[SUPPLIED ENTRIES]
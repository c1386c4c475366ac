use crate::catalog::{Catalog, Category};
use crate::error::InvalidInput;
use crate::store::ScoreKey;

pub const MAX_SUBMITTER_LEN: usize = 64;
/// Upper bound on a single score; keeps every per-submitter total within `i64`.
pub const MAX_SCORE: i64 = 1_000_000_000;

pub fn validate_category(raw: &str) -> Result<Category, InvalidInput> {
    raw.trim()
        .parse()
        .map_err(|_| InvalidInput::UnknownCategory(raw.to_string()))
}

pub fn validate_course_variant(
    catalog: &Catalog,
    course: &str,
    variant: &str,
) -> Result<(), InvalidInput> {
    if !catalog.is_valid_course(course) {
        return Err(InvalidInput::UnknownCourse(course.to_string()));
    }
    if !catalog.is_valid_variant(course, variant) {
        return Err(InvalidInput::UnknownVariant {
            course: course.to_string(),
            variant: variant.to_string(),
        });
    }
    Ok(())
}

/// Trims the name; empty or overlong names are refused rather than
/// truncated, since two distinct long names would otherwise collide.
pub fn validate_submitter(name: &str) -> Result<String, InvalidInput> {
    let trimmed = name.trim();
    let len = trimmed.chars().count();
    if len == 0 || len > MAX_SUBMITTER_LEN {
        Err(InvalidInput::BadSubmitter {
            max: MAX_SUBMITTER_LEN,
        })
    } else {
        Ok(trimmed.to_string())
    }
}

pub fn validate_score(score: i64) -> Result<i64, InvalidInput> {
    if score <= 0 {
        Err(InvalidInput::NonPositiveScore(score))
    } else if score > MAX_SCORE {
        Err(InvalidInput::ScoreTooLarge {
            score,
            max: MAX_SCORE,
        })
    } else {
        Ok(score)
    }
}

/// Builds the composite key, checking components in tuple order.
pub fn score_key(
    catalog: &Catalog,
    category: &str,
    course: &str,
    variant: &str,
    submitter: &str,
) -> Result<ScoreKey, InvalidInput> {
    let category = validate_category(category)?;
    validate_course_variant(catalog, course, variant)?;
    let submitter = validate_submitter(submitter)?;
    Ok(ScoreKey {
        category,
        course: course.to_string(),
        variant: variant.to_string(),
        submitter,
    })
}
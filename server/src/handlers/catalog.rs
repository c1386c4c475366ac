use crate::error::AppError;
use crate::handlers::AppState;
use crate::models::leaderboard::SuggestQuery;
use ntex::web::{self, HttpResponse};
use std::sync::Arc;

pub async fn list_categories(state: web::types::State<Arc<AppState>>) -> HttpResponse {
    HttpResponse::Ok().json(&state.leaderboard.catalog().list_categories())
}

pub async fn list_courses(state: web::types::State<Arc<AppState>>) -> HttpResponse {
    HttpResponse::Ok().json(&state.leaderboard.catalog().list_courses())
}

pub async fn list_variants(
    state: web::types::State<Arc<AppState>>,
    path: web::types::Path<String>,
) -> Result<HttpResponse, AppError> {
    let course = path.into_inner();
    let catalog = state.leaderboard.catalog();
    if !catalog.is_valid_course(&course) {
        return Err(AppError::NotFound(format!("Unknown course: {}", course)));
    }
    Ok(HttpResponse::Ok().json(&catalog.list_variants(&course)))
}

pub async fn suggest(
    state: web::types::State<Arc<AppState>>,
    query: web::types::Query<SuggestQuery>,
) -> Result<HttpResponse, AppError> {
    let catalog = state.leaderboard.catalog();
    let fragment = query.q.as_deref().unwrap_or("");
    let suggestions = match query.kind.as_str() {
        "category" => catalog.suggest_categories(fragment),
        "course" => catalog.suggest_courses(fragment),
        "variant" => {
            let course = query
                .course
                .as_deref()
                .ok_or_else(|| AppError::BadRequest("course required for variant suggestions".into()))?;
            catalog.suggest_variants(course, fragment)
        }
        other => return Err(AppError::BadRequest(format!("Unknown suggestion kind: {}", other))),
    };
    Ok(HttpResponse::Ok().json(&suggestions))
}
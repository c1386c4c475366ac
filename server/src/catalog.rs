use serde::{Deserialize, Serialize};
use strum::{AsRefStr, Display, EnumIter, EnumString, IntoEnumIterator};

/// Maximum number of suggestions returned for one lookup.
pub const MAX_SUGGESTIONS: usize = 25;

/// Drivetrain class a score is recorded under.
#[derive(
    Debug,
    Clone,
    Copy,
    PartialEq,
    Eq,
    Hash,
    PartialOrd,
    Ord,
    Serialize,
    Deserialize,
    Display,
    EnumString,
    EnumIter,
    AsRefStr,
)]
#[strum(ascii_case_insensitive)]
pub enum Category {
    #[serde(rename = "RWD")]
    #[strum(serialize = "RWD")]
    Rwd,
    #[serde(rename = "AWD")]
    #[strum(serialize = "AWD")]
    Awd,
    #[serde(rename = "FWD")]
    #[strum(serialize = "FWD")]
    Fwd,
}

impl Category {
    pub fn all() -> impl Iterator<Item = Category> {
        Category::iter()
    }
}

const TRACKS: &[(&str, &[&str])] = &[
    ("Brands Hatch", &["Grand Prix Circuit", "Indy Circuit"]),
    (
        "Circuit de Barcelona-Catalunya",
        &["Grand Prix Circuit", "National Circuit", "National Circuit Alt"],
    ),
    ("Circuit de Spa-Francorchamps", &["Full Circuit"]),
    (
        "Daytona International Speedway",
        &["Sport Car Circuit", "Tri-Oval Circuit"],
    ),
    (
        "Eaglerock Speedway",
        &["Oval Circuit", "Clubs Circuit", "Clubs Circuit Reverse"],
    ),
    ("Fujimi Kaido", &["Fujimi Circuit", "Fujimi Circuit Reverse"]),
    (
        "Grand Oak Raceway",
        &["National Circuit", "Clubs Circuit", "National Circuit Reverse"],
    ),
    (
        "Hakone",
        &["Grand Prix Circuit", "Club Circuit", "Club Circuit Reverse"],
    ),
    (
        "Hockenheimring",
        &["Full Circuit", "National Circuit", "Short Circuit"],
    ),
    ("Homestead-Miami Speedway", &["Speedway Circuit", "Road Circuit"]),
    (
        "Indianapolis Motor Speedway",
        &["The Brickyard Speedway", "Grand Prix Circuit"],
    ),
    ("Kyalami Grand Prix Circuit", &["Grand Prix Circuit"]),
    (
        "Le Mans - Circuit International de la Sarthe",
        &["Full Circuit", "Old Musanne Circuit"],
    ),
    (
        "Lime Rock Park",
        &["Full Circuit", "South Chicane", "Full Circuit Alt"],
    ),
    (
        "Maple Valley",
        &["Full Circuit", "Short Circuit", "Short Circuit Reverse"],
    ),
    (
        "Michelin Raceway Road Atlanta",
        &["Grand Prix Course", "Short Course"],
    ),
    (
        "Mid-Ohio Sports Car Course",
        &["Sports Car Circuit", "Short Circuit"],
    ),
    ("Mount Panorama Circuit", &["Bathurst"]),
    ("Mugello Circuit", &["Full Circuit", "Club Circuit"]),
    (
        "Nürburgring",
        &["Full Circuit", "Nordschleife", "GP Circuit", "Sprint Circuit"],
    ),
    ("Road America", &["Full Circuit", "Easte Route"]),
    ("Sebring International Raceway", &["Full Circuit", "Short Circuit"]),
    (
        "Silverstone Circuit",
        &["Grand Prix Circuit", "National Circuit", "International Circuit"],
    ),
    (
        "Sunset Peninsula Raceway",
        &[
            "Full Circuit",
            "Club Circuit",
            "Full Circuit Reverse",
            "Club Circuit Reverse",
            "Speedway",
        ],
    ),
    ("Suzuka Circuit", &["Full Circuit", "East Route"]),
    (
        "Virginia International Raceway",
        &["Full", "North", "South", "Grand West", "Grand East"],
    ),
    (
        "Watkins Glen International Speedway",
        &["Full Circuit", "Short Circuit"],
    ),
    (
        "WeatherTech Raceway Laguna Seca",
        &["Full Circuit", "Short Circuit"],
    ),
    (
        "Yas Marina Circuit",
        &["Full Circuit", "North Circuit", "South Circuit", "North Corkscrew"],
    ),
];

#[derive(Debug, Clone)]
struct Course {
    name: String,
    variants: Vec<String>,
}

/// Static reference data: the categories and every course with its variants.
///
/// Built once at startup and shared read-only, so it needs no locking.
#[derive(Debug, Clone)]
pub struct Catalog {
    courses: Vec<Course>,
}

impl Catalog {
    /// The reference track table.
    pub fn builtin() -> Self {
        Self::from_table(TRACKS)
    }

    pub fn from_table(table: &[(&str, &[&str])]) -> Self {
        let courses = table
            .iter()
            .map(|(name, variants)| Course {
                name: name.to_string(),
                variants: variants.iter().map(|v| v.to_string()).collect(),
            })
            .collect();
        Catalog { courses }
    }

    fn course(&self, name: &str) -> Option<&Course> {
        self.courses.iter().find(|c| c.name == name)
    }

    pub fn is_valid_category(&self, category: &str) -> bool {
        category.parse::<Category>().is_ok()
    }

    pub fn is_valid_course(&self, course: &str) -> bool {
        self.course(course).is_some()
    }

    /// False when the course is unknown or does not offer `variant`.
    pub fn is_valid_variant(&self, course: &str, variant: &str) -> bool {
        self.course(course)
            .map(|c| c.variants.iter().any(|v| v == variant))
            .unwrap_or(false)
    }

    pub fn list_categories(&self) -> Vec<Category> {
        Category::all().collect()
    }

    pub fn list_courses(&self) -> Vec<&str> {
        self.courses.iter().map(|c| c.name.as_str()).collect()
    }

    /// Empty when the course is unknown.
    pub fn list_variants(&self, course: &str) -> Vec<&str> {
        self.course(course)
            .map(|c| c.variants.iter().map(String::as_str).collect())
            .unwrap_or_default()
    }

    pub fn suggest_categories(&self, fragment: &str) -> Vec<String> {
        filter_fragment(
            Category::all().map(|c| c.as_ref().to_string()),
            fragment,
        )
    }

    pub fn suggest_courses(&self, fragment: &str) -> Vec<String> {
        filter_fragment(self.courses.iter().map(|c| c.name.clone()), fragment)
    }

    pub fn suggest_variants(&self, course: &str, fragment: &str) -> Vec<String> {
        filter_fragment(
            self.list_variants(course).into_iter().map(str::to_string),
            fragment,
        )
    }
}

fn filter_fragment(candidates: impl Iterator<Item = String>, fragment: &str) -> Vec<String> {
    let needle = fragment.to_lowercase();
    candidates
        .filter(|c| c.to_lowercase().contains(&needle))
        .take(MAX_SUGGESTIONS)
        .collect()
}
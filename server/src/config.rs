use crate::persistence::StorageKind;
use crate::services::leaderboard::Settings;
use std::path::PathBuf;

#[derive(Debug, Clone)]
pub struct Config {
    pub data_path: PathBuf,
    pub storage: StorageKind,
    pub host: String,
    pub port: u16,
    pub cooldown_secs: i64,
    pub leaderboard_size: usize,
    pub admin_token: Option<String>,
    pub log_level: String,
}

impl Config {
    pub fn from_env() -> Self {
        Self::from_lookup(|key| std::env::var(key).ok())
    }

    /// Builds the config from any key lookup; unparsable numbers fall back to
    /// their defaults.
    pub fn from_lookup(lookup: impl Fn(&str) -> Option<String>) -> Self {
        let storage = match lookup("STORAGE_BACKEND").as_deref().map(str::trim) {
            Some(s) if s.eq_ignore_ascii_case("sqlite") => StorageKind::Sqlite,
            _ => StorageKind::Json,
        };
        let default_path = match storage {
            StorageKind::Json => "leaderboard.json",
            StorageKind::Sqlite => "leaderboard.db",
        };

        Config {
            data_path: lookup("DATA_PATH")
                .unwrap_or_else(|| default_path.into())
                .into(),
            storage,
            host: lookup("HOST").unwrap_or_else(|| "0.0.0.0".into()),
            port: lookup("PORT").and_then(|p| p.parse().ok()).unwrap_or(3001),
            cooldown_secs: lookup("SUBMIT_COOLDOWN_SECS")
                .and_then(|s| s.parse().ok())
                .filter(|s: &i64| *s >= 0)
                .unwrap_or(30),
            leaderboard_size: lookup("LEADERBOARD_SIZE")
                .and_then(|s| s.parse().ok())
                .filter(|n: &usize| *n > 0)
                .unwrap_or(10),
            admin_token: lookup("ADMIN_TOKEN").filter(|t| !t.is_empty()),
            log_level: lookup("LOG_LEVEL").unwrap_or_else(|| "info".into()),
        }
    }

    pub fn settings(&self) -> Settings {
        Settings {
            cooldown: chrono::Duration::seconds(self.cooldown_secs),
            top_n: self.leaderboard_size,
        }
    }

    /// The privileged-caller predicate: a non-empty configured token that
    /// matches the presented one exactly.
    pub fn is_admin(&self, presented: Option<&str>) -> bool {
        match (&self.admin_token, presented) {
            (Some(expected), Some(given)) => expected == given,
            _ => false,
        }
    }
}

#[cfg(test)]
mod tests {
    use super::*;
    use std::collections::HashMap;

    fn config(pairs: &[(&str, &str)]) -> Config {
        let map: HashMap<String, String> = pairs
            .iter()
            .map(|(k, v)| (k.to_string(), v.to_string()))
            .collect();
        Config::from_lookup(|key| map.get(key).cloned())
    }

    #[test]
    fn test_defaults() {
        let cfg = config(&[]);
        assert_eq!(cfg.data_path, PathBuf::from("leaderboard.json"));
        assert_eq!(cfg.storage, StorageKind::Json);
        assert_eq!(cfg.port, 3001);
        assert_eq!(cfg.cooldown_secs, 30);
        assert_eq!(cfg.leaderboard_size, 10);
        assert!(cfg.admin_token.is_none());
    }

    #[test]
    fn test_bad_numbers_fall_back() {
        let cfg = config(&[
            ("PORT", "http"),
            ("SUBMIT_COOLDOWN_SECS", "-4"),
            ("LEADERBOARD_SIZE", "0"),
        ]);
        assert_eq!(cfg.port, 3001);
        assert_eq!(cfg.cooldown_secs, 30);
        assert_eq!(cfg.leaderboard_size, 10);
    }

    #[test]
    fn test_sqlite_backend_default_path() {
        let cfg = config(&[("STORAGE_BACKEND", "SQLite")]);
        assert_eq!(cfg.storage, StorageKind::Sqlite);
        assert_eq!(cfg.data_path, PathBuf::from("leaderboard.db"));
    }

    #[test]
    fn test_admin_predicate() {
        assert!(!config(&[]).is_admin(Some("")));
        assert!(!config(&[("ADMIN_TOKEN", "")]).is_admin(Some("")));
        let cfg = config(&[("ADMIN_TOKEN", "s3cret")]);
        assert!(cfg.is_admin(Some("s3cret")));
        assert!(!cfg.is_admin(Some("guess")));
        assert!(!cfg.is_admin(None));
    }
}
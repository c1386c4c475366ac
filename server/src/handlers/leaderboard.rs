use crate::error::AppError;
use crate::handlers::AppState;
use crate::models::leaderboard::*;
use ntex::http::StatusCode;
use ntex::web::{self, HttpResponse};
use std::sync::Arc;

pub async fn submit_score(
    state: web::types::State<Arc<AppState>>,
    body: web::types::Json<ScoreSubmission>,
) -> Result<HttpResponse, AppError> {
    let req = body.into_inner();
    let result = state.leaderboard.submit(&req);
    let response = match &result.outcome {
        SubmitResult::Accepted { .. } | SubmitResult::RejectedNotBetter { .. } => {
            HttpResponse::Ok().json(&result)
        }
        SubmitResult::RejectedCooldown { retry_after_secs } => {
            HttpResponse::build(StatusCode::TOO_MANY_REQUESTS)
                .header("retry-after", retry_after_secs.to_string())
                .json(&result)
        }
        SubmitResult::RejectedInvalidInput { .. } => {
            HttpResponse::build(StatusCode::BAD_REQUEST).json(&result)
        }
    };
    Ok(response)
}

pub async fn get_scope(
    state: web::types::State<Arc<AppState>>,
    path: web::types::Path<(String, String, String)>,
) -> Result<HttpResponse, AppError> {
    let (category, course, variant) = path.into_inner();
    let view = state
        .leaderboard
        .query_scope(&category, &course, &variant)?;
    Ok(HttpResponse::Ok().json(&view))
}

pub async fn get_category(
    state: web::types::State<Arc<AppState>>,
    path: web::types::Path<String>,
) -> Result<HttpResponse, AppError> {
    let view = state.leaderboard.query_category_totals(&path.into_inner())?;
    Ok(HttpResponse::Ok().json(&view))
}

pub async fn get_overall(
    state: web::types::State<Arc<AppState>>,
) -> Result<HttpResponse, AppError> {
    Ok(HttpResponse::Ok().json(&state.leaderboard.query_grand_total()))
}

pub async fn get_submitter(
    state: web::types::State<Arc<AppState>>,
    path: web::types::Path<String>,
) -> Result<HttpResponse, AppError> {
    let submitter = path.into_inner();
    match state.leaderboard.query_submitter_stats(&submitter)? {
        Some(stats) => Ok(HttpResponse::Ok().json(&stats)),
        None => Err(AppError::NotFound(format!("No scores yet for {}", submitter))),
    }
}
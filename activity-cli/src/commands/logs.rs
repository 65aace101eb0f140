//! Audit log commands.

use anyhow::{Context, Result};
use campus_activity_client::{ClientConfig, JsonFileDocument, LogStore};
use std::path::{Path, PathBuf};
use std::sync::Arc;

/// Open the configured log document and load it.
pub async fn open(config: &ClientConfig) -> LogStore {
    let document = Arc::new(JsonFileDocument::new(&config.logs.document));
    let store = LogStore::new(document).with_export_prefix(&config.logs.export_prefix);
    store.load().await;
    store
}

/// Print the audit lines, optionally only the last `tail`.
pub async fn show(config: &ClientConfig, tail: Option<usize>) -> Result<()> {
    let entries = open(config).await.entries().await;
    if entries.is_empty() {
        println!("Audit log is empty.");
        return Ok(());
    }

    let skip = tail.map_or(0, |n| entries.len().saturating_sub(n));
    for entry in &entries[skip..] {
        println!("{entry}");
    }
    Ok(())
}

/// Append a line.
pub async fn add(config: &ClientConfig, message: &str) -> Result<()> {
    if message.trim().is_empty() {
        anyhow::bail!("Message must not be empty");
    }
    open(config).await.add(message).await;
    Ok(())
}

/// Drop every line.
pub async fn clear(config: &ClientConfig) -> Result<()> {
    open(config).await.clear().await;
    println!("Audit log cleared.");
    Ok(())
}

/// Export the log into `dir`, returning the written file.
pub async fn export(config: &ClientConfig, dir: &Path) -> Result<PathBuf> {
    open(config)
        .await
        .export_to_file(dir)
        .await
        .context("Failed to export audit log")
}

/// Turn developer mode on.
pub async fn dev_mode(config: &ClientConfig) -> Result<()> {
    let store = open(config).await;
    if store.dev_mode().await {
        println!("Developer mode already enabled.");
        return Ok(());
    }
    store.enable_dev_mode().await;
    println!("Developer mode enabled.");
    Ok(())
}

[WHAT IS EXPECTED]
Among the entries above, find every line holding "trimmed" and copy it.

[SOLUTION TO THE EXERCISE]
    let trimmed = name.trim();
    let len = trimmed.chars().count();
        Ok(trimmed.to_string())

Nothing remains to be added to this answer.